Kobe in the trenches, hunting the ducks










Practicing his torpedo move.


----------



## RBark (Sep 10, 2007)

Happy boy.


----------



## RBark (Sep 10, 2007)

T'was a muddy hike.



















That's all folks.


----------



## Leroy&Lucy'sMom (Mar 2, 2009)

Beautiful pics, he's a very handsome boy. What a coat on him!


----------



## Renoman (Mar 20, 2007)

Wait... is this the same Kobe that refused to go into the water ???

When did he change his mind???

Love the pic of him with the dirty face.. he's so handsome.


----------



## Dakota Spirit (Jul 31, 2007)

Kobe's still looking as handsome as ever - I love the shot of him in the muddy trenches. 

There's just something about a big white dog getting throughly dirty that defines joy in life


----------



## RBark (Sep 10, 2007)

Renoman said:


> Wait... is this the same Kobe that refused to go into the water ???
> 
> When did he change his mind???
> 
> Love the pic of him with the dirty face.. he's so handsome.


He changed his mind when he thought the ducks were quacking because they wanted to play with him. He took off like a jet into the water. The ducks were not pleased.

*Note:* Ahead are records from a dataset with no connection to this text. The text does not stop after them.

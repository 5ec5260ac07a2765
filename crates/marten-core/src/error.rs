//! Runtime error taxonomy.

use marten_gc::GcError;
use thiserror::Error;

/// Convenience alias used throughout the runtime.
pub type Result<T> = std::result::Result<T, Error>;

/// Runtime errors.
///
/// Errors unwind across the evaluator boundary; nothing here is recovered
/// from inside the core. The heap never fails except with `OutOfMemory`.
#[derive(Debug, Error)]
pub enum Error {
    /// The parser refused the input (bridged from the front end).
    #[error("SyntaxError: {0}")]
    SyntaxError(String),

    /// Runtime type mismatch.
    #[error("TypeError: {0}")]
    TypeError(String),

    /// Numeric conversion at an impossible boundary.
    #[error("RangeError: {0}")]
    RangeError(String),

    /// Unbound identifier at runtime.
    #[error("ReferenceError: {0}")]
    ReferenceError(String),

    /// Heap exhaustion after a full collection.
    #[error("{0}")]
    OutOfMemory(#[from] GcError),

    /// Invariant violation; should never surface.
    #[error("InternalError: {0}")]
    InternalError(String),
}

impl Error {
    /// Build a `TypeError`.
    pub fn type_error(message: impl Into<String>) -> Self {
        Self::TypeError(message.into())
    }

    /// Build a `RangeError`.
    pub fn range_error(message: impl Into<String>) -> Self {
        Self::RangeError(message.into())
    }

    /// Build a `ReferenceError`.
    pub fn reference_error(message: impl Into<String>) -> Self {
        Self::ReferenceError(message.into())
    }

    /// Build an `InternalError`.
    pub fn internal(message: impl Into<String>) -> Self {
        Self::InternalError(message.into())
    }
}
//! # Marten Core
//!
//! Values and type conversions for the Marten interpreter.
//!
//! ## Design
//!
//! - **Expanded values**: [`Value`] is the eight-kind representation the
//!   evaluator works with; the one-slot packed form from `marten-gc` is
//!   what gets embedded inside heap payloads
//! - **Heap payloads**: strings, objects and native functions live in the
//!   GC heap and are reached through tracked handles
//! - **Conversions**: the ES1 abstract operations, including the
//!   shortest-round-trip number renderer
//! - **Errors**: one `thiserror` taxonomy; everything propagates with `?`
//!
//! The interpreter is single-threaded: values hold `Rc` and GC handles and
//! are deliberately not `Send`.

#![warn(clippy::all)]
#![warn(missing_docs)]

pub mod convert;
pub mod error;
pub mod object;
pub mod string;
pub mod value;

pub use convert::{
    number_to_string, parse_number, to_boolean, to_int32, to_int32_value, to_integer,
    to_integer_value, to_number, to_primitive, to_string, to_uint16, to_uint16_value, to_uint32,
    to_uint32_value, PreferredType,
};
pub use error::{Error, Result};
pub use object::JsObject;
pub use string::JsString;
pub use value::{NativeFn, NativeFunction, Reference, Value, ValueKind};

pub use marten_gc::{GcError, Handle, Heap, PackedKind, PackedValue, UntrackedHandle};
fn run_destructors(storage: &mut [u64], next_free: u32) {
    let mut pos = 0;
    while pos < next_free {
        let header = storage[pos as usize];
        let size = header_size(header);
        debug_assert!(size >= 2);
        if header_is_active(header) {
            let info = registry::lookup(header_type(header));
            if let Some(destroy) = info.destroy {
                // SAFETY: the record is active, so the payload one slot past
                // the header is a live object of the registered type that
                // has not been destroyed before.
                unsafe { destroy(storage.as_mut_ptr().add(pos as usize + 1).cast::<u8>()) };
            }
            trace!(pos = pos + 1, ty = info.name(), "destroyed record");
        }
        pos += size;
    }
}

struct Collector<'h> {
    old: &'h mut [u64],
    new: &'h mut [u64],
    next_free: u32,
    queue: FixupQueue,
    depth: u32,
}

impl Collector<'_> {
    /// Move the record whose payload starts at `pos` into the new slab,
    /// returning the new payload position. Re-encountering an already moved
    /// record short-circuits through its forwarding entry.
    fn gc_move(&mut self, pos: u32) -> u32 {
        debug_assert!(pos > 0);
        let header_index = (pos - 1) as usize;
        let header = self.old[header_index];
        let size = header_size(header);
        let type_index = header_type(header);
        if type_index == FORWARDED_TYPE {
            return self.old[pos as usize] as u32;
        }
        debug_assert!(type_index != UNALLOCATED_TYPE, "moving an unconstructed record");
        let info = registry::lookup(type_index);

        let new_header_index = self.next_free as usize;
        let new_pos = self.next_free + 1;
        self.next_free += size;
        self.new[new_header_index] = header;

        self.depth += 1;
        // SAFETY: source and destination records are `size - 1` payload
        // slots wide, live in disjoint slabs, and the destination is
        // untouched scratch space.
        unsafe {
            let from = self.old.as_mut_ptr().add(pos as usize).cast::<u8>();
            let to = self.new.as_mut_ptr().add(new_pos as usize).cast::<u8>();
            (info.relocate)(to, from);
            // Raw-copy any trailing slots beyond the typed payload.
            let typed_slots = bytes_to_slots(info.size).max(1);
            let payload_slots = size - 1;
            if payload_slots > typed_slots {
                std::ptr::copy_nonoverlapping(
                    self.old.as_ptr().add(pos as usize + typed_slots as usize),
                    self.new.as_mut_ptr().add(new_pos as usize + typed_slots as usize),
                    (payload_slots - typed_slots) as usize,
                );
            }
        }

        // Forward the old record before running the fixup hook, so a
        // self-referential payload resolves to its own new position.
        self.old[header_index] = header_encode(size, FORWARDED_TYPE);
        self.old[pos as usize] = new_pos as u64;

        if let Some(fixup) = info.fixup {
            // SAFETY: the new payload is fully moved and exclusively ours;
            // the hook only enqueues field locations, which stay valid
            // because the new slab never reallocates.
            unsafe {
                fixup(
                    self.new.as_mut_ptr().add(new_pos as usize).cast::<u8>(),
                    &mut self.queue,
                );
            }
        }
        trace!(from = pos, to = new_pos, ty = info.name(), depth = self.depth, "moved record");
        self.depth -= 1;
        new_pos
    }

    /// Translate every queued position, moving not-yet-reached targets as
    /// they are encountered. Translations may enqueue further fixups; the
    /// loop runs until the queue is dry.
    fn drain(&mut self) {
        while let Some(pending) = self.queue.pending.pop() {
            match pending {
                Pending::Pos(field) => {
                    // SAFETY: the pointer was enqueued by a fixup hook and
                    // points into the new slab, which is stable until the
                    // collector finishes.
                    unsafe {
                        let old_pos = *field;
                        debug_assert!(old_pos != 0, "null position queued for fixup");
                        *field = self.gc_move(old_pos);
                    }
                }
                Pending::Packed(packed) => {
                    // SAFETY: as above; the packed value rewrites its own
                    // embedded positions through the translator.
                    unsafe {
                        (*packed).fixup_positions(&mut |pos| self.gc_move(pos));
                    }
                }
            }
        }
    }
}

Despite his play bows, bouncing, dancing, twirling... the ducks did not find him worthy of their time. Sad day for Kobe.



Dakota Spirit said:


> Kobe's still looking as handsome as ever - I love the shot of him in the muddy trenches.
> 
> There's just something about a big white dog getting throughly dirty that defines joy in life


Yup. I got home and just hosed him off and let him nap out in the backyard drying off. He enjoyed his day.


----------



## Michiyo-Fir (Jul 25, 2009)

Kobe is just so gorgeous! That tail is so thick! Reminds me of a fox! 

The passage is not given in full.